Hargreaves Lansdown has been hit with a lawsuit that could be worth millions following allegations that the platform actively promoted the Woodford Equity Income Fund (Weif) to investors despite knowing about the liquidity issues that ultimately proved its undoing.
Claims management company RGL Management is arguing that Hargreaves knew of the fund’s problems as early as November 2017, nearly two years before it collapsed in 2019, but continued to include it on its buy list. Particular attention is being paid to the platform’s relationship with Woodford Investment Management, RGL said.
A claim was filed in London’s high court on 14 October on behalf of 3,200 investors.
In a Tweet from 17 October, RGL stated it believes “the FCA’s consideration of a £306m redress or penalty reflects an average claim value significantly below what [our] legal team believes an average claim to be worth”.
On its website, RGL said claims would be made for losses sustained directly as a result of the collapse of the fund, as well as for “loss of opportunity” from missing out on investing elsewhere.
If successful, investors will pay a ‘success fee’ equivalent to 25% of their compensation plus VAT to RGL. If unsuccessful, they will pay nothing.
Portfolio Adviser reached out to Hargreaves Lansdown but the firm declined to comment.
From a peak of around £10bn, the fund’s market capitalisation had fallen to £3.5bn when it was suspended, and valuations have shrunk considerably since then, jeopardising investors’ repayments.
Link Fund Solutions, the authorised corporate director of Weif, is also facing claims from RGL, according to The Guardian. This follows legal action taken by law firms Leigh Day and Harcus Parker which jointly filed mismanagement claims against Link in June.
See also: Woodford fund drops £31.2m from a single holding
Hargreaves CEO steps down
Hargreaves also announced this morning that its CEO of six years, Chris Hill (pictured), has decided to retire. The search for his successor has begun, and Hargreaves has said that Hill will remain in place until one is found.
Hill was appointed as CEO in April 2017, having joined as CFO February 2016 from IG.
Deanna Oppenheimer, Hargreaves Lansdown chair, said: “Chris has successfully led the company through a period of significant change. He is leaving HL as a stronger company, with a clearly defined strategy that the board fully supports. Having started the implementation of the next phase of the company’s growth, Chris has decided it is time to pass the reins to a new CEO to continue to execute on this strategy and build on our market leading proposition. The board is grateful to Chris for his leadership and looks forward to continuing to work with him on delivering the strategy and a successful handover next year.”

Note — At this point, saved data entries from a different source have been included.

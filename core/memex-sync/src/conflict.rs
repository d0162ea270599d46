//! Reconciling divergent versions of the same object.
//!
//! Automatic rules, applied in order:
//!
//! 1. **Last write wins.** If both versions carry distinct `timestamp`
//!    fields, the newer version is taken whole.
//! 2. **Shallow merge.** If both are JSON objects, remote fields form the
//!    base and local fields override on key collision; the merged
//!    `timestamp` is the larger of the two.
//! 3. Otherwise the conflict is parked for a manual decision.
//!
//! Timestamps may be millisecond numbers or RFC 3339 strings, since remote
//! peers are not required to run this crate.

use crate::error::{SyncError, SyncResult};
use memex_storage::{keys, KeyValueStore, KeyValueStoreExt};
use memex_types::{ConflictId, Timestamp};
use serde::{Deserialize, Serialize};
use serde_json::{Map, Value};
use std::collections::HashMap;
use std::sync::{Arc, Mutex};
use tracing::{debug, info, warn};

/// Resolver identity recorded for automatic decisions.
pub const AUTO_RESOLVER: &str = "auto";

/// Resolver identity recorded for manual decisions.
pub const USER_RESOLVER: &str = "user";

/// How a conflict was (or must be) settled.
#[derive(Debug, Clone, Copy, PartialEq, Eq, Serialize, Deserialize)]
#[serde(rename_all = "lowercase")]
pub enum ConflictKind {
    /// Settled by a merge rule (including last-write-wins).
    Merge,
    /// One side was chosen wholesale by a person.
    Override,
    /// Waiting for a person.
    Manual,
}

/// A manual decision.
#[derive(Debug, Clone, Copy, PartialEq, Eq, Serialize, Deserialize)]
#[serde(rename_all = "lowercase")]
pub enum ResolutionChoice {
    Local,
    Remote,
    Merge,
}

/// A detected conflict and, once settled, its outcome.
#[derive(Debug, Clone, PartialEq, Serialize, Deserialize)]
#[serde(rename_all = "camelCase")]
pub struct ConflictResolution {
    pub id: ConflictId,
    /// Id of the object the two versions belong to.
    pub object_id: String,
    pub kind: ConflictKind,
    pub local: Value,
    pub remote: Value,
    pub resolved: Option<Value>,
    pub timestamp: Timestamp,
    pub resolved_by: Option<String>,
}

impl ConflictResolution {
    /// Whether a resolved version exists.
    pub fn is_resolved(&self) -> bool {
        self.resolved.is_some()
    }
}

/// Reads the `timestamp` field of an object as milliseconds.
pub fn extract_timestamp(value: &Value) -> Option<u64> {
    match value.get("timestamp")? {
        Value::Number(n) => n.as_u64().or_else(|| n.as_f64().map(|f| f.max(0.0) as u64)),
        Value::String(s) => s.parse::<u64>().ok().or_else(|| {
            chrono::DateTime::parse_from_rfc3339(s)
                .ok()
                .map(|dt| dt.timestamp_millis().max(0) as u64)
        }),
        _ => None,
    }
}

/// Remote fields as base, local fields on top, `timestamp` set to the
/// larger of the two. `None` unless both sides are objects.
pub fn shallow_merge(local: &Value, remote: &Value) -> Option<Value> {
    let (Value::Object(local_map), Value::Object(remote_map)) = (local, remote) else {
        return None;
    };
    let mut merged: Map<String, Value> = remote_map.clone();
    for (key, value) in local_map {
        merged.insert(key.clone(), value.clone());
    }
    let newest = match (extract_timestamp(local), extract_timestamp(remote)) {
        (Some(l), Some(r)) => Some(l.max(r)),
        (l, r) => l.or(r),
    };
    if let Some(ts) = newest {
        merged.insert("timestamp".to_string(), Value::from(ts));
    }
    Some(Value::Object(merged))
}

/// Applies the automatic rules. `None` means a person has to decide.
pub fn auto_resolve(local: &Value, remote: &Value) -> Option<Value> {
    if let (Some(l), Some(r)) = (extract_timestamp(local), extract_timestamp(remote)) {
        if l > r {
            return Some(local.clone());
        }
        if r > l {
            return Some(remote.clone());
        }
    }
    shallow_merge(local, remote)
}

/// Detects, auto-resolves, and tracks conflicts awaiting a decision.
pub struct ConflictResolver {
    kv: Option<Arc<dyn KeyValueStore>>,
    pending: Mutex<HashMap<ConflictId, ConflictResolution>>,
}

impl ConflictResolver {
    /// Creates a resolver that persists pending conflicts in `kv`.
    pub fn open(kv: Arc<dyn KeyValueStore>) -> SyncResult<Self> {
        let stored: Vec<ConflictResolution> = kv.load(keys::CONFLICTS)?.unwrap_or_default();
        let pending = stored.into_iter().map(|c| (c.id, c)).collect();
        Ok(Self {
            kv: Some(kv),
            pending: Mutex::new(pending),
        })
    }

    /// Creates a resolver that keeps pending conflicts in memory only.
    pub fn in_memory() -> Self {
        Self {
            kv: None,
            pending: Mutex::new(HashMap::new()),
        }
    }

    /// Reconciles two versions of `object_id`.
    ///
    /// Auto-resolvable conflicts come back with `resolved` set and are not
    /// tracked. Others are parked as `Manual` and listed by
    /// [`pending_conflicts`](Self::pending_conflicts).
    pub fn detect_and_resolve(
        &self,
        object_id: impl Into<String>,
        local: Value,
        remote: Value,
    ) -> SyncResult<ConflictResolution> {
        let object_id = object_id.into();
        let resolved = auto_resolve(&local, &remote);
        let manual = resolved.is_none();
        let conflict = ConflictResolution {
            id: ConflictId::new(),
            object_id,
            kind: if manual {
                ConflictKind::Manual
            } else {
                ConflictKind::Merge
            },
            local,
            remote,
            resolved,
            timestamp: Timestamp::now(),
            resolved_by: if manual {
                None
            } else {
                Some(AUTO_RESOLVER.to_string())
            },
        };

        if manual {
            info!(
                "Conflict {} on {} needs manual resolution",
                conflict.id, conflict.object_id
            );
            let mut pending = self.lock_pending()?;
            pending.insert(conflict.id, conflict.clone());
            if let Err(e) = self.persist(&pending) {
                pending.remove(&conflict.id);
                return Err(e);
            }
        } else {
            debug!("Auto-resolved conflict on {}", conflict.object_id);
        }
        Ok(conflict)
    }

    /// Settles a pending conflict. Each conflict can be resolved once; a
    /// second call reports `NotFound`.
    pub fn resolve_conflict(
        &self,
        id: ConflictId,
        choice: ResolutionChoice,
        custom: Option<Value>,
    ) -> SyncResult<ConflictResolution> {
        let mut pending = self.lock_pending()?;
        let conflict = pending
            .get(&id)
            .ok_or_else(|| SyncError::NotFound(format!("conflict {id}")))?;

        let (kind, resolved) = match choice {
            ResolutionChoice::Local => (ConflictKind::Override, conflict.local.clone()),
            ResolutionChoice::Remote => (ConflictKind::Override, conflict.remote.clone()),
            ResolutionChoice::Merge => {
                let merged = custom
                    .or_else(|| shallow_merge(&conflict.local, &conflict.remote))
                    .ok_or(SyncError::ConflictUnresolved(id))?;
                (ConflictKind::Merge, merged)
            }
        };

        let original = conflict.clone();
        let mut settled = conflict.clone();
        settled.kind = kind;
        settled.resolved = Some(resolved);
        settled.timestamp = Timestamp::now();
        settled.resolved_by = Some(USER_RESOLVER.to_string());

        pending.remove(&id);
        if let Err(e) = self.persist(&pending) {
            pending.insert(id, original);
            return Err(e);
        }
        info!("Resolved conflict {} on {} ({:?})", id, settled.object_id, choice);
        Ok(settled)
    }

    /// Conflicts awaiting a decision, oldest first.
    pub fn pending_conflicts(&self) -> Vec<ConflictResolution> {
        let mut list: Vec<ConflictResolution> = match self.pending.lock() {
            Ok(pending) => pending.values().cloned().collect(),
            Err(_) => Vec::new(),
        };
        list.sort_by_key(|c| (c.timestamp, c.id));
        list
    }

    /// Number of conflicts awaiting a decision.
    pub fn pending_count(&self) -> usize {
        self.pending.lock().map(|p| p.len()).unwrap_or(0)
    }

    fn lock_pending(
        &self,
    ) -> SyncResult<std::sync::MutexGuard<'_, HashMap<ConflictId, ConflictResolution>>> {
        self.pending
            .lock()
            .map_err(|_| SyncError::PersistenceFailure("conflict table lock poisoned".into()))
    }

    fn persist(&self, pending: &HashMap<ConflictId, ConflictResolution>) -> SyncResult<()> {
        let Some(kv) = &self.kv else {
            return Ok(());
        };
        let mut list: Vec<&ConflictResolution> = pending.values().collect();
        list.sort_by_key(|c| (c.timestamp, c.id));
        kv.save(keys::CONFLICTS, &list).map_err(|e| {
            warn!("Failed to persist pending conflicts: {}", e);
            SyncError::PersistenceFailure(e.to_string())
        })
    }
}
//! Durable key/value persistence for Memex.
//!
//! Every piece of local state the sync core owns (the registry document, the
//! subscription list, the offline queue, the discovery index and pending
//! conflicts) is stored as one JSON value under a namespaced key.
//!
//! # Backends
//!
//! - [`SqliteKvStore`]: a single SQLite table, used on devices
//! - [`MemoryKvStore`]: a map in memory, used in tests and ephemeral sessions
//!
//! Both implement [`KeyValueStore`]; typed access goes through
//! [`KeyValueStoreExt`].

mod error;
mod memory;
mod sqlite;

pub use error::{StorageError, StorageResult};
pub use memory::MemoryKvStore;
pub use sqlite::SqliteKvStore;

use serde::Serialize;
use serde::de::DeserializeOwned;
use serde_json::Value;

/// Well-known keys used by the sync core.
pub mod keys {
    /// The local user's registry document.
    pub const REGISTRY: &str = "registry";
    /// The list of registry subscriptions.
    pub const SUBSCRIPTIONS: &str = "registry_subscriptions";
    /// Operations deferred while offline.
    pub const OFFLINE_QUEUE: &str = "offline_queue";
    /// Entries discovered through subscriptions.
    pub const DISCOVERY: &str = "registry_discovery";
    /// Conflicts awaiting manual resolution.
    pub const CONFLICTS: &str = "registry_conflicts";
}

/// A durable store of JSON values keyed by string.
///
/// Implementations must make `set` durable before returning `Ok`.
pub trait KeyValueStore: Send + Sync {
    /// Reads the value stored under `key`.
    fn get(&self, key: &str) -> StorageResult<Option<Value>>;

    /// Stores `value` under `key`, replacing any previous value.
    fn set(&self, key: &str, value: Value) -> StorageResult<()>;

    /// Removes `key`. Removing a missing key is not an error.
    fn remove(&self, key: &str) -> StorageResult<()>;
}

/// Typed helpers over any [`KeyValueStore`].
pub trait KeyValueStoreExt {
    /// Reads and deserializes the value under `key`.
    fn load<T: DeserializeOwned>(&self, key: &str) -> StorageResult<Option<T>>;

    /// Serializes and stores `value` under `key`.
    fn save<T: Serialize + ?Sized>(&self, key: &str, value: &T) -> StorageResult<()>;
}

impl<S: KeyValueStore + ?Sized> KeyValueStoreExt for S {
    fn load<T: DeserializeOwned>(&self, key: &str) -> StorageResult<Option<T>> {
        match self.get(key)? {
            Some(value) => Ok(Some(serde_json::from_value(value)?)),
            None => Ok(None),
        }
    }

    fn save<T: Serialize + ?Sized>(&self, key: &str, value: &T) -> StorageResult<()> {
        self.set(key, serde_json::to_value(value)?)
    }
}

Hill added: “I have been privileged to lead the company over the last six years through a period of growth and also an unprecedented time of change. I set in train a comprehensive strategy to ensure the company remains at the forefront of wealth management, including providing clients with the best digital tools. Having put in place strong foundations that are already delivering results, including an exceptional leadership team, it will be time after a thoughtful transition to hand over to my successor to take the company through the next phase of embedding this strategy.”

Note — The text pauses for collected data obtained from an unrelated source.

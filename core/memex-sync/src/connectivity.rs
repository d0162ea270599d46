//! Connectivity observation.
//!
//! The host platform decides how it learns about network transitions
//! (OS callbacks, polling, a browser event bridge). It reports them through
//! [`ConnectivityMonitor`]; the core only asks "online?" and listens for
//! changes.

use crate::content_store::{with_timeout, ContentStore};
use crate::error::{SyncError, SyncResult};
use memex_types::Cid;
use std::sync::{Arc, Mutex};
use std::time::Duration;
use tokio::sync::watch;
use tracing::{debug, info};

/// Callback fired with the new online state on every transition.
pub type ConnectivityCallback = Box<dyn Fn(bool) + Send + Sync>;

/// Observes the process-wide online/offline signal.
pub trait ConnectivityMonitor: Send + Sync {
    /// Whether the network is currently believed to be up.
    fn is_online(&self) -> bool;

    /// Registers a callback for online/offline transitions.
    fn on_change(&self, callback: ConnectivityCallback);
}

/// A monitor whose state is set explicitly by the host.
pub struct ManualConnectivity {
    state: watch::Sender<bool>,
    callbacks: Mutex<Vec<ConnectivityCallback>>,
}

impl ManualConnectivity {
    /// Creates a monitor with the given initial state.
    pub fn new(online: bool) -> Self {
        let (state, _) = watch::channel(online);
        Self {
            state,
            callbacks: Mutex::new(Vec::new()),
        }
    }

    /// Records a transition. Callbacks fire only when the state changes.
    pub fn set_online(&self, online: bool) {
        let changed = self.state.send_if_modified(|current| {
            if *current == online {
                false
            } else {
                *current = online;
                true
            }
        });
        if !changed {
            return;
        }
        info!("Connectivity changed: {}", if online { "online" } else { "offline" });
        if let Ok(callbacks) = self.callbacks.lock() {
            for callback in callbacks.iter() {
                callback(online);
            }
        }
    }

    /// A receiver that observes every transition.
    pub fn watch(&self) -> watch::Receiver<bool> {
        self.state.subscribe()
    }
}

impl Default for ManualConnectivity {
    fn default() -> Self {
        Self::new(true)
    }
}

impl ConnectivityMonitor for ManualConnectivity {
    fn is_online(&self) -> bool {
        *self.state.borrow()
    }

    fn on_change(&self, callback: ConnectivityCallback) {
        if let Ok(mut callbacks) = self.callbacks.lock() {
            callbacks.push(callback);
        }
    }
}

/// Checks both gates that guard network work: the online signal, then a
/// reachability probe against the content gateway.
///
/// Any answer to the probe (present or absent) counts as reachable; only a
/// failed or timed-out call means the gateway is down.
pub async fn check_reachability(
    monitor: &dyn ConnectivityMonitor,
    store: &Arc<dyn ContentStore>,
    probe_cid: &Cid,
    timeout: Duration,
) -> SyncResult<()> {
    if !monitor.is_online() {
        return Err(SyncError::Offline);
    }
    match with_timeout(timeout, store.head_check(probe_cid)).await {
        Ok(_) => Ok(()),
        Err(e) => {
            debug!("Gateway probe failed: {}", e);
            Err(SyncError::GatewayUnreachable)
        }
    }
}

Early trading saw Hargreaves’ share price drop over 7% by 10.30am to hit £7.50. It recovered some ground in the course of the morning, however, to land at £7.68 by noon, but that was still 5.2% below its open of £8.10 per share.
Hargreaves’ Q1 results show solid performance
The tumult of the previous few days has perhaps diverted attention from what has been a reasonably strong first financial quarter for Hargreaves. The three months ending 30 September saw £700m of net investor inflows, as well as the addition of 17,000 new clients. While £1.8bn was lost as a result of poor market performance, many of its rivals have suffered more acutely across the same period.
The £700m boost came on the active savings and self-invested personal pension (Sipp) side, with the former reaching AUA of £5.3bn in the period.
In all, Hargreaves’ AUA fell from £123.8bn to £122.7bn in the three months to 30 September 2022, a drop of just over 1%.
In addition, client and asset retention were both up, albeit marginally, in the last full year to 30 September, at 92.2% and 91.9% respectively.
Hill said: “The impact of the challenging macroeconomic and geopolitical backdrop on asset values, client confidence and propensity to invest has been seen across our industry. Against this backdrop we have delivered £0.7bn of net new business and welcomed a further 17,000 net new clients in the quarter, reflecting both the diversified nature of our platform and also the trust clients place in us. Our focus remains on helping new and existing clients navigate these tough times and engaging with them to help improve their financial resilience.”